軽くて、食感良く、柑橘も加わっていて芳香豊か。
お腹いっぱい食べた後でも、手が伸びる...
気付いたら頬ばっている。
私であれば、
①シャンパーニュのドゥミ・セックで贅沢に。
一番の贅沢な楽しみ方でしょうか。シャンパーニュと言うだけでなく、しかもドゥミ・セック。そしてロゼです。私自身、このタイプあまり飲む機会に授かることがありません。間違いなく素晴らしいひと時になるでしょう。
ビューニュとペ・ド・ノンヌ。このエアリーな質感とシャンパーニュだからこそのフィネス。ほの甘く、ほどよいの酸味が同調して口の中でふわふわっとしそうですね。
② シャルトリューズをミストスタイル(※1)でちびちびやりながら。
フランスのリキュールでも名の知れた歴史ある"シャルトリューズ"色違いだけでなくプレミアムなものもあります。個人的に好きなお酒です。奥ゆかしいあのハーブやボタニカル(植物性)のフレーバーに心地よい甘み。甘いものに甘みを合わせますが、食後にほんの少しちびちびと。決め手はミストスタイルです。
③ シャンブレ(※2)したプレミアム・ヴェルモットを小ぶりのブランデーグラスで小粋に格好つける。
カルパノ アンティカ フォーミュラ(古のレシピ)
ここでイタリアです。優良産地の白ワインにバニラ、サフランやニガヨモギを合わせて作られる門外不出のヴェルモットです。白ワインをベースに作られますがグラスに注げばアンバー色(琥珀色)です。揚げるこのお菓子の香ばしさと熟成から生まれるこの酒の酒質。バニラにカカオやナッツのニュアンス、クローブの様な深みを与えるスパイス香、落ち着きのある柑橘の果実感。

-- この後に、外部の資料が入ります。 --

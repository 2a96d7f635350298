// Billing crate clippy configuration
// Test code patterns (expected in test files):
#![cfg_attr(test, allow(clippy::unwrap_used))]
#![cfg_attr(test, allow(clippy::expect_used))]

//! PromptMeter Billing Module
//!
//! Quota enforcement and subscription reconciliation for the metered
//! completion proxy.
//!
//! ## Features
//!
//! - **Quota Admission**: Pure check of estimated cost against the remaining
//!   balance of the user's active subscription
//! - **Usage Metering**: Post-completion commit of actual token cost through
//!   a versioned conditional update, plus immutable audit records
//! - **Subscription Reconciliation**: Folds the provider's at-least-once
//!   lifecycle event stream into locally mirrored subscription state
//! - **Webhooks**: Signature verification and exactly-once event processing
//!   backed by a persistent event journal
//! - **Invariants**: Runnable consistency checks over billing state
//! - **Plans**: Provider price id to tier/quota mapping

pub mod error;
pub mod invariants;
pub mod plans;
pub mod quota;
pub mod reconciler;
pub mod store;
pub mod usage;
pub mod webhooks;


// Error
pub use error::{BillingError, BillingResult};

// Plans
pub use plans::{plan_for_price, Plan};

// Quota
pub use quota::check_quota;

// Store
pub use store::{BillingStore, SubscriptionUpsert};

// Usage
pub use usage::UsageMeter;

// Reconciler
pub use reconciler::{LifecycleEvent, SubscriptionReconciler};

// Webhooks
pub use webhooks::{verify_signature, WebhookEvent, WebhookHandler};

// Invariants
pub use invariants::{
    InvariantCheckSummary, InvariantChecker, InvariantViolation, ViolationSeverity,
};

use sqlx::PgPool;

/// Main billing service that combines all billing functionality
pub struct BillingService {
    pub store: BillingStore,
    pub usage: UsageMeter,
    pub reconciler: SubscriptionReconciler,
    pub webhooks: WebhookHandler,
    /// Present only for the Postgres backend; the checks are SQL queries.
    pub invariants: Option<InvariantChecker>,
}

impl BillingService {
    /// Create a billing service backed by Postgres
    pub fn new(pool: PgPool, webhook_secret: String) -> Self {
        let store = BillingStore::new(pool.clone());
        let reconciler = SubscriptionReconciler::new(store.clone());
        Self {
            usage: UsageMeter::new(store.clone()),
            webhooks: WebhookHandler::new(store.clone(), reconciler.clone(), webhook_secret),
            invariants: Some(InvariantChecker::new(pool)),
            reconciler,
            store,
        }
    }

    /// Create a billing service backed by process-local state, for tests
    /// and local development without a database
    pub fn new_in_memory(webhook_secret: String) -> Self {
        let store = BillingStore::new_in_memory();
        let reconciler = SubscriptionReconciler::new(store.clone());
        Self {
            usage: UsageMeter::new(store.clone()),
            webhooks: WebhookHandler::new(store.clone(), reconciler.clone(), webhook_secret),
            invariants: None,
            reconciler,
            store,
        }
    }
}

カッコつけますからプティ・コロナスサイズのシガーを片手に煙にまかれながらじっくり自分を見直す時間になるでしょう。(笑)
④ カモミールティーで相乗するなんとも言えない心地よい口中に広がる香りをニコニコしながら。
この組み合わせは、一番わくわくします。とんでもないフレーバーの融合が起きそうな予感。そしてこのパターンだと脳裏には"健康"がありますよね。美味求心。より健やかに豊かな気持ちになって次の日を迎えたい。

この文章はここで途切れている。